Large Language Models and Their Applications in Roadway Safety and Mobility Enhancement: A Comprehensive Review
Muhammad Monjurul Karim, Yan Shi, Shucheng Zhang, Bingzhang Wang, Mehrdad Nasri, Yinhai Wang
TL;DR
This paper addresses the challenge of improving roadway safety and mobility by surveying how Large Language Models (LLMs) can be adapted for transportation. It systematically classifies foundational concepts, architectural innovations, and prompting strategies (including RAG and LLM-as-orchestrator) and reviews a broad suite of mobility and safety applications, emphasizing multimodal integration and edge-enabled deployment.

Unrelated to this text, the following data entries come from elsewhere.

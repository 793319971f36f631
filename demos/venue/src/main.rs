//! venue: runs the conference seating simulation a few times on one floor
//! plan and prints the final occupancy of each run.
//!
//! ```text
//! venue [CONFIG.json] [KEY=VALUE ...]
//! ```
//!
//! `CONFIG.json` holds any subset of `SimConfig` fields (see `venue.json`);
//! `KEY=VALUE` pairs override it by parameter name, e.g. `BACK_PREF=3.5`.
//! Set `RUST_LOG=info` (or `debug`) to see engine logs.

mod render;

use std::path::Path;
use std::thread;
use std::time::{Duration, Instant};

use anyhow::{Context, Result, bail};
use tracing::{info, warn};
use tracing_subscriber::EnvFilter;

use seat_core::{ConfigStore, ParamKey, ParamValue, SimConfig, Tick};
use seat_output::{CsvWriter, OutputWriter, SimOutputObserver};
use seat_sim::{RunSummary, Sample, SeatingSim, SimObserver};

// ── Constants ─────────────────────────────────────────────────────────────────

const RUNS:           u64 = 3;
const OUTPUT_DIR:     &str = "output/venue";
const PROGRESS_EVERY: u64 = 100;

// ── Observer wrapper: pacing + progress ──────────────────────────────────────

struct PacedObserver<W: OutputWriter> {
    inner: SimOutputObserver<W>,
    pause: Duration,
    rows:  usize,
}

impl<W: OutputWriter> PacedObserver<W> {
    fn new(inner: SimOutputObserver<W>) -> Self {
        Self { inner, pause: Duration::ZERO, rows: 0 }
    }
}

impl<W: OutputWriter> SimObserver for PacedObserver<W> {
    fn on_tick_start(&mut self, tick: Tick) {
        self.inner.on_tick_start(tick);
    }

    fn on_tick_end(&mut self, tick: Tick, sample: &Sample) {
        self.rows += 1;
        if tick.0 % PROGRESS_EVERY == 0 {
            println!("  T{:<6} seated {:>4}  standing {:>4}", tick.0, sample.seated, sample.standing);
        }
        self.inner.on_tick_end(tick, sample);
        if !self.pause.is_zero() {
            thread::sleep(self.pause);
        }
    }

    fn on_sim_end(&mut self, summary: &RunSummary) {
        self.inner.on_sim_end(summary);
    }
}

// ── Setup ─────────────────────────────────────────────────────────────────────

fn init_tracing() {
    let _ = tracing_subscriber::fmt()
        .with_env_filter(EnvFilter::from_default_env())
        .try_init();
}

/// Base config from an optional JSON file, then `KEY=VALUE` overrides.
fn load_store(args: &[String]) -> Result<ConfigStore> {
    let mut overrides = args;
    let base = match args.first() {
        Some(path) if path.ends_with(".json") => {
            overrides = &args[1..];
            let text = std::fs::read_to_string(path).with_context(|| format!("reading {path}"))?;
            serde_json::from_str::<SimConfig>(&text).with_context(|| format!("parsing {path}"))?
        }
        _ => SimConfig::default(),
    };

    let mut store = ConfigStore::new(base);
    store.subscribe(|change| {
        info!(key = %change.key, old = %change.old, new = %change.new, "parameter changed");
        Ok(())
    });

    for arg in overrides {
        let Some((key, value)) = arg.split_once('=') else {
            bail!("expected KEY=VALUE, got {arg:?}");
        };
        if !store.set_str(key, value).with_context(|| format!("override {arg}"))? {
            let kept = store.get(key.parse()?);
            warn!(key, value, %kept, "override rejected, keeping previous value");
        }
    }
    Ok(store)
}

// ── main ──────────────────────────────────────────────────────────────────────

fn main() -> Result<()> {
    init_tracing();

    let args: Vec<String> = std::env::args().skip(1).collect();
    let mut store = load_store(&args)?;
    let config = store.config().clone().validated().context("invalid configuration")?;
    let base_seed = config.seed;

    println!("=== venue: conference seating simulation ===");
    println!(
        "Grid: {} × {}  |  Blocks: {}  |  Agents: {}  |  Max ticks: {}  |  Runs: {RUNS}",
        config.rows, config.cols, config.num_blocks, config.num_agents, config.max_time
    );
    println!(
        "Prefs: back {:.2}  aisle {:.2}  social {:.2}  row fill {:.2}  assigned seats {}",
        config.back_pref, config.aisle_pref, config.social_distance, config.row_fill_limit, config.assigned_seats
    );
    println!();

    std::fs::create_dir_all(OUTPUT_DIR)?;
    let writer = CsvWriter::new(Path::new(OUTPUT_DIR))?;
    let mut obs = PacedObserver::new(SimOutputObserver::new(writer));
    let mut sim = SeatingSim::new();

    for run in 0..RUNS {
        let seed = i64::try_from(base_seed.saturating_add(run)).context("seed overflow")?;
        store.set(ParamKey::Seed, ParamValue::Int(seed));
        obs.pause = Duration::from_millis(store.config().speed_ms);

        println!("── run {run} (seed {seed}) ──");
        sim.initialize(store.config())?;
        let t0 = Instant::now();
        let summary = sim.run(&mut obs)?;
        let elapsed = t0.elapsed();

        if let Some(err) = sim.take_error() {
            eprintln!("run {run} faulted: {err}");
        }
        println!(
            "Completed at {} in {:.3} s: {} spawned, {} seated, {} standing ({:.1}% seated, {:.3} seated/tick)",
            summary.final_tick,
            elapsed.as_secs_f64(),
            summary.spawned,
            summary.seated,
            summary.standing,
            summary.seated_pct,
            summary.seating_speed,
        );
        if let Some(grid) = sim.grid() {
            print!("{}", render::grid(grid));
        }
        print!("{}", render::chart(sim.samples()));
        println!();
    }

    if let Some(err) = obs.inner.take_error() {
        eprintln!("output error: {err}");
    }

    println!("Run history (newest first)");
    print!("{}", render::history(sim.history()));
    println!();
    println!("Wrote {} sample rows to {OUTPUT_DIR}/", obs.rows);
    Ok(())
}
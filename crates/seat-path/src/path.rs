//! The [`Path`] type and the four-leg [`compute_path`] template.

use std::collections::VecDeque;

use seat_core::Cell;

use crate::{PathError, PathResult};

// ── Path ──────────────────────────────────────────────────────────────────────

/// Cells still to visit, in order.  The agent's current cell is never part
/// of its path; one cell is consumed per tick.
#[derive(Clone, Debug, Default, PartialEq, Eq)]
pub struct Path {
    cells: VecDeque<Cell>,
}

impl Path {
    /// A path with no steps; the agent settles where it stands.
    pub fn empty() -> Self {
        Self::default()
    }

    /// Remove and return the next cell.
    #[inline]
    pub fn pop_next(&mut self) -> Option<Cell> {
        self.cells.pop_front()
    }

    /// Final cell, if any steps remain.
    #[inline]
    pub fn destination(&self) -> Option<Cell> {
        self.cells.back().copied()
    }

    #[inline]
    pub fn len(&self) -> usize {
        self.cells.len()
    }

    #[inline]
    pub fn is_empty(&self) -> bool {
        self.cells.is_empty()
    }

    pub fn iter(&self) -> impl Iterator<Item = Cell> + '_ {
        self.cells.iter().copied()
    }
}

impl FromIterator<Cell> for Path {
    fn from_iter<I: IntoIterator<Item = Cell>>(iter: I) -> Self {
        Self { cells: iter.into_iter().collect() }
    }
}

// ── compute_path ──────────────────────────────────────────────────────────────

/// Integers strictly after `from` up to and including `to`, stepping toward
/// `to`.  Empty when `from == to`.
fn leg(from: usize, to: usize) -> Box<dyn Iterator<Item = usize>> {
    if to >= from {
        Box::new(from + 1..=to)
    } else {
        Box::new((to..from).rev())
    }
}

/// Build the four-leg path from `spawn` to `target`:
///
/// 1. vertical along `spawn.col` to `turn_row`;
/// 2. horizontal along `turn_row` to `corridor_col`;
/// 3. vertical along `corridor_col` to `target.row`;
/// 4. horizontal along `target.row` to `target.col`.
///
/// A leg whose start and end coincide contributes no cells.  The spawn cell
/// is excluded; the target cell is the last cell.
///
/// # Errors
///
/// [`PathError::OutOfBounds`] if any waypoint lies outside `rows × cols`.
/// Callers treat that as an empty path.
pub fn compute_path(
    rows:         usize,
    cols:         usize,
    spawn:        Cell,
    corridor_col: usize,
    target:       Cell,
    turn_row:     usize,
) -> PathResult<Path> {
    let waypoints = [
        spawn,
        Cell::new(turn_row, spawn.col),
        Cell::new(turn_row, corridor_col),
        Cell::new(target.row, corridor_col),
        target,
    ];
    if let Some(&cell) = waypoints.iter().find(|c| c.row >= rows || c.col >= cols) {
        return Err(PathError::OutOfBounds { cell, rows, cols });
    }

    let mut cells = VecDeque::with_capacity(
        spawn.row.abs_diff(turn_row)
            + spawn.col.abs_diff(corridor_col)
            + turn_row.abs_diff(target.row)
            + corridor_col.abs_diff(target.col),
    );
    cells.extend(leg(spawn.row, turn_row).map(|r| Cell::new(r, spawn.col)));
    cells.extend(leg(spawn.col, corridor_col).map(|c| Cell::new(turn_row, c)));
    cells.extend(leg(turn_row, target.row).map(|r| Cell::new(r, corridor_col)));
    cells.extend(leg(corridor_col, target.col).map(|c| Cell::new(target.row, c)));

    Ok(Path { cells })
}
//! Classed choropleth rendering.

use anyhow::Result;
use plotters::chart::{ChartBuilder, ChartContext};
use plotters::coord::cartesian::Cartesian2d;
use plotters::coord::types::RangedCoordf64;
use plotters::coord::Shift;
use plotters::drawing::DrawingArea;
use plotters::element::{PathElement, Polygon as FilledPolygon, Rectangle, Text};
use plotters::prelude::{DrawingBackend, IntoFont};
use plotters::style::colors::{BLACK, WHITE};
use plotters::style::{Color, RGBColor};

use super::classify::Classification;
use super::ramp::ColorRamp;
use super::scalebar::place_scale_bar;
use super::{data_bounds, equalized_ranges, to_anyhow};
use crate::models::EnrichedDistrict;

/// Style knobs shared by the classed maps.
#[derive(Debug, Clone)]
pub struct ChoroplethStyle {
    pub title: String,
    pub edge_color: RGBColor,
    pub edge_width: u32,
    pub ramp: ColorRamp,
}

/// Count choropleth: user-defined breaks over raw counts, OrRd fill.
pub fn render_count_map<DB: DrawingBackend>(
    area: &DrawingArea<DB, Shift>,
    districts: &[EnrichedDistrict],
    breaks: &[f64],
    title: &str,
) -> Result<()> {
    let values: Vec<f64> = districts.iter().map(|d| d.count as f64).collect();
    let classification = Classification::user_defined(breaks.to_vec());
    let style = ChoroplethStyle {
        title: title.to_string(),
        edge_color: BLACK,
        edge_width: 1,
        ramp: super::ramp::OR_RD,
    };
    render_choropleth(area, districts, &values, &classification, &style)
}

/// Density choropleth: quantile classes over log1p-compressed densities,
/// YlGnBu fill. Districts with undefined density render in the lowest
/// class.
pub fn render_density_map<DB: DrawingBackend>(
    area: &DrawingArea<DB, Shift>,
    districts: &[EnrichedDistrict],
    classes: usize,
    title: &str,
) -> Result<()> {
    let values: Vec<f64> = districts
        .iter()
        .map(|d| d.density.unwrap_or(0.0).ln_1p())
        .collect();
    let classification = Classification::quantiles(&values, classes);
    let style = ChoroplethStyle {
        title: title.to_string(),
        edge_color: BLACK,
        edge_width: 1,
        ramp: super::ramp::YL_GN_BU,
    };
    render_choropleth(area, districts, &values, &classification, &style)
}

/// Render one classed choropleth pass onto an explicit drawing area.
///
/// `values` must be parallel to `districts`. The pass is stateless:
/// surface in, pixels out, nothing retained. Presenting the surface is the
/// caller's job.
pub fn render_choropleth<DB: DrawingBackend>(
    area: &DrawingArea<DB, Shift>,
    districts: &[EnrichedDistrict],
    values: &[f64],
    classification: &Classification,
    style: &ChoroplethStyle,
) -> Result<()> {
    area.fill(&WHITE).map_err(to_anyhow)?;

    let Some(bounds) = data_bounds(districts) else {
        // Nothing to draw; leave the blank canvas.
        return Ok(());
    };
    let (x_range, y_range) = equalized_ranges(bounds, area.dim_in_pixel());

    let mut chart = ChartBuilder::on(area)
        .caption(&style.title, ("sans-serif", 28))
        .margin(16)
        .build_cartesian_2d(x_range.0..x_range.1, y_range.0..y_range.1)
        .map_err(to_anyhow)?;

    let classes = classification.class_count();
    for (district, value) in districts.iter().zip(values) {
        let class = classification.classify(*value);
        let fill = style.ramp.class_color(class, classes);
        draw_district(
            &mut chart,
            district,
            Some(fill),
            style.edge_color,
            style.edge_width,
        )?;
    }

    draw_legend(area, classification, &style.ramp)?;
    draw_scale_bar(&mut chart, x_range, y_range)?;

    Ok(())
}

/// Fill and stroke one district. With `fill` set, interior rings are
/// repainted white so holes stay holes.
pub(crate) fn draw_district<'a, DB: DrawingBackend>(
    chart: &mut ChartContext<'a, DB, Cartesian2d<RangedCoordf64, RangedCoordf64>>,
    district: &EnrichedDistrict,
    fill: Option<RGBColor>,
    edge: RGBColor,
    edge_width: u32,
) -> Result<()> {
    for polygon in &district.geometry.0 {
        let exterior = ring_coords(polygon.exterior());

        if let Some(color) = fill {
            chart
                .draw_series(std::iter::once(FilledPolygon::new(
                    exterior.clone(),
                    color.filled(),
                )))
                .map_err(to_anyhow)?;
            for interior in polygon.interiors() {
                chart
                    .draw_series(std::iter::once(FilledPolygon::new(
                        ring_coords(interior),
                        WHITE.filled(),
                    )))
                    .map_err(to_anyhow)?;
            }
        }

        chart
            .draw_series(std::iter::once(PathElement::new(
                exterior,
                edge.stroke_width(edge_width),
            )))
            .map_err(to_anyhow)?;
        for interior in polygon.interiors() {
            chart
                .draw_series(std::iter::once(PathElement::new(
                    ring_coords(interior),
                    edge.stroke_width(edge_width),
                )))
                .map_err(to_anyhow)?;
        }
    }
    Ok(())
}

fn ring_coords(ring: &geo::LineString<f64>) -> Vec<(f64, f64)> {
    ring.coords().map(|c| (c.x, c.y)).collect()
}

/// Class swatches with range labels in the upper-right corner.
fn draw_legend<DB: DrawingBackend>(
    area: &DrawingArea<DB, Shift>,
    classification: &Classification,
    ramp: &ColorRamp,
) -> Result<()> {
    let labels = classification.labels();
    let classes = classification.class_count();
    let (width, _) = area.dim_in_pixel();

    let swatch = 14i32;
    let x = width as i32 - 140;
    let mut y = 56i32;

    for (class, label) in labels.iter().enumerate() {
        let color = ramp.class_color(class, classes);
        area.draw(&Rectangle::new(
            [(x, y), (x + swatch, y + swatch)],
            color.filled(),
        ))
        .map_err(to_anyhow)?;
        area.draw(&Rectangle::new(
            [(x, y), (x + swatch, y + swatch)],
            BLACK.stroke_width(1),
        ))
        .map_err(to_anyhow)?;
        area.draw(&Text::new(
            label.clone(),
            (x + swatch + 6, y + 2),
            ("sans-serif", 14).into_font(),
        ))
        .map_err(to_anyhow)?;
        y += swatch + 6;
    }
    Ok(())
}

/// Lower-right distance bar with its length label.
pub(crate) fn draw_scale_bar<'a, DB: DrawingBackend>(
    chart: &mut ChartContext<'a, DB, Cartesian2d<RangedCoordf64, RangedCoordf64>>,
    x_range: (f64, f64),
    y_range: (f64, f64),
) -> Result<()> {
    let Some((bar_min, bar_max, label)) = place_scale_bar(x_range, y_range) else {
        return Ok(());
    };

    chart
        .draw_series(std::iter::once(Rectangle::new(
            [bar_min, bar_max],
            BLACK.filled(),
        )))
        .map_err(to_anyhow)?;
    chart
        .draw_series(std::iter::once(Text::new(
            label,
            (bar_min.0, bar_max.1 + (y_range.1 - y_range.0) * 0.015),
            ("sans-serif", 14).into_font(),
        )))
        .map_err(to_anyhow)?;
    Ok(())
}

The authors highlight enabling technologies such as V2X, foundation models, explainability frameworks, and safety verification, while candidly discussing persistent barriers like hallucinations, grounding in physical reality, data governance, and sim-to-real gaps. They also outline a roadmap of future research directions—advanced multimodal fusion, native spatio-temporal reasoning, causal inference, human-AI collaboration, continuous learning, and domain-specific efficient models—to realize practical, trustworthy LLM-powered transportation systems with real-world impact.
Abstract
Roadway safety and mobility remain critical challenges for modern transportation systems, demanding innovative analytical frameworks capable of addressing complex, dynamic, and heterogeneous environments. While traditional engineering methods have made progress, the complexity and dynamism of real-world traffic necessitate more advanced analytical frameworks. Large Language Models (LLMs), with their unprecedented capabilities in natural language understanding, knowledge integration, and reasoning, represent a promising paradigm shift. This paper comprehensively reviews the application and customization of LLMs for enhancing roadway safety and mobility. A key focus is how LLMs are adapted -- via architectural, training, prompting, and multimodal strategies -- to bridge the "modality gap" with transportation's unique spatio-temporal and physical data. The review systematically analyzes diverse LLM applications in mobility (e.g., traffic flow prediction, signal control) and safety (e.g., crash analysis, driver behavior assessment,). Enabling technologies such as V2X integration, domain-specific foundation models, explainability frameworks, and edge computing are also examined. Despite significant potential, challenges persist regarding inherent LLM limitations (hallucinations, reasoning deficits), data governance (privacy, bias), deployment complexities (sim-to-real, latency), and rigorous safety assurance. Promising future research directions are highlighted, including advanced multimodal fusion, enhanced spatio-temporal reasoning, human-AI collaboration, continuous learning, and the development of efficient, verifiable systems. This review provides a structured roadmap of current capabilities, limitations, and opportunities, underscoring LLMs' transformative potential while emphasizing the need for responsible innovation to realize safer, more intelligent transportation systems.